Defendants contend that Supreme Court erred in dismissing the counterclaim on the basis that it was barred by the Statute of Frauds. We agree. Pursuant to General Obligations Law § 5-701 (a) (1), an agreement must be in writing and subscribed by the party to be charged therewith if such agreement by its terms is not to be performed within one year (see, D & N Boening v Kirsch Beverages, 63 NY2d 449, 455). However, where the agreement is terminable at will by either party, it can be performed within one year and, therefore, is enforceable notwithstanding the fact that it is not in writing (see, Davis & Davis v S &T World Prods., 217 AD2d 645, Iv denied 87 NY2d 808; cf., Murphy v CNY Fire Emergency Servs., 225 AD2d 1034, 1035). Here, the alleged oral agreement provided that plaintiff *776would collect Rocco Coppola’s share of the rental proceeds and Rocco Coppola would retain the right to recoup these monies. Although it is undisputed that this agreement was not in writing, it clearly could have been terminated at any time by either party, and hence was capable of being performed within one year. Plaintiffs contention that the nature of the agreement and the circumstances surrounding the agreement required that it be in writing is unavailing. The agreement, entered into between siblings, merely pertained to the collection of rental payments and could have been terminated at the behest of either party.
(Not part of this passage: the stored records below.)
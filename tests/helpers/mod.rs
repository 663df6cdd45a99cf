#![allow(dead_code)]

use std::sync::atomic::{AtomicUsize, Ordering};
use std::sync::{Arc, Mutex};
use std::time::Duration;

use async_trait::async_trait;
use chrono::NaiveDate;
use lifegarden::advisor::{AdvisorError, GenerateRequest, LanguageModel};
use lifegarden::garden::store::HabitStore;
use lifegarden::storage::MemoryStore;

/// Calendar day in a fixed test month.
pub fn day(d: u32) -> NaiveDate {
    NaiveDate::from_ymd_opt(2025, 3, d).unwrap()
}

/// A habit store over a fresh in-memory adapter, with no starter habits.
pub fn empty_garden() -> (Arc<MemoryStore>, HabitStore) {
    let kv = Arc::new(MemoryStore::new());
    let store = HabitStore::load_empty(kv.clone());
    (kv, store)
}

/// A [`LanguageModel`] double that counts calls, records requests, and
/// answers with a fixed reply after an optional delay.
pub struct ScriptedModel {
    reply: Result<String, String>,
    delay: Option<Duration>,
    calls: AtomicUsize,
    requests: Mutex<Vec<GenerateRequest>>,
}

impl ScriptedModel {
    pub fn replying(text: &str) -> Arc<Self> {
        Arc::new(Self {
            reply: Ok(text.to_string()),
            delay: None,
            calls: AtomicUsize::new(0),
            requests: Mutex::new(Vec::new()),
        })
    }

    pub fn slow(text: &str, delay: Duration) -> Arc<Self> {
        Arc::new(Self {
            reply: Ok(text.to_string()),
            delay: Some(delay),
            calls: AtomicUsize::new(0),
            requests: Mutex::new(Vec::new()),
        })
    }

    pub fn failing(message: &str) -> Arc<Self> {
        Arc::new(Self {
            reply: Err(message.to_string()),
            delay: None,
            calls: AtomicUsize::new(0),
            requests: Mutex::new(Vec::new()),
        })
    }

    pub fn calls(&self) -> usize {
        self.calls.load(Ordering::SeqCst)
    }

    /// Text of the last user turn sent to the model.
    pub fn last_prompt(&self) -> Option<String> {
        let requests = self.requests.lock().unwrap();
        requests
            .last()
            .and_then(|r| r.contents.last())
            .map(|m| m.text.clone())
    }
}

#[async_trait]
impl LanguageModel for ScriptedModel {
    async fn generate(&self, request: GenerateRequest) -> Result<String, AdvisorError> {
        self.calls.fetch_add(1, Ordering::SeqCst);
        self.requests.lock().unwrap().push(request);
        if let Some(delay) = self.delay {
            tokio::time::sleep(delay).await;
        }
        self.reply.clone().map_err(|message| AdvisorError::Api {
            status: 503,
            message,
        })
    }
}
Accordingly, Supreme Court erred in dismissing Rocco Coppola’s counterclaim on the ground that it was barred by the Statute of Frauds.
We also conclude that the counterclaim was not barred by the Statute of Limitations. A counterclaim interposed after expiration of the applicable Statute of Limitations for contract actions (CPLR 213 [2]) is not barred to the extent of the demand in the complaint if it “arose from transactions, occurrences, or series of transactions or occurrences, upon which a claim asserted in the complaint depends” (CPLR 203 [d]). The amended complaint not only demanded a partition and sale of the property, it also sought to enforce the oral agreement to recover the rental income allegedly due plaintiff from 1992 through 1997, the period of time during which Rocco Coppola collected both his and plaintiffs share of the rental income. The counterclaim was based on the parties’ agreement regarding the allocation of the rental proceeds, which clearly related to the allegations contained in plaintiffs amended complaint. In fact, plaintiffs amended complaint included the assertion that plaintiff properly received Rocco Coppola’s share of the rental proceeds from 1985 to 1992 pursuant to their agreement and was, therefore, entitled to 80% of the rental income during this period. Because the claim raised by defendant sought a “recovery-back predicated on some act or fact growing out of the matter constituting the cause or ground of the action brought” (Matter of SCM Corp. [Fisher Park Lane Co.], 40 NY2d 788, 791), we find that Rocco Coppola’s counterclaim arose out of the same series of transactions upon which the complaint is based and, therefore, was not barred to the extent of the demand in the complaint (see, Enrico & Sons Contr. v Bridgemarket Assocs., 252 AD2d 429).
Cardona, P. J., Mikoll, Crew III and Spain, JJ., concur. Ordered that the order is modified, on the law, without costs, by reversing so much thereof as granted plaintiffs motion for summary judgment dismissing defendant Rocco Coppola’s fifth counterclaim; said motion denied; and, as so modified, affirmed.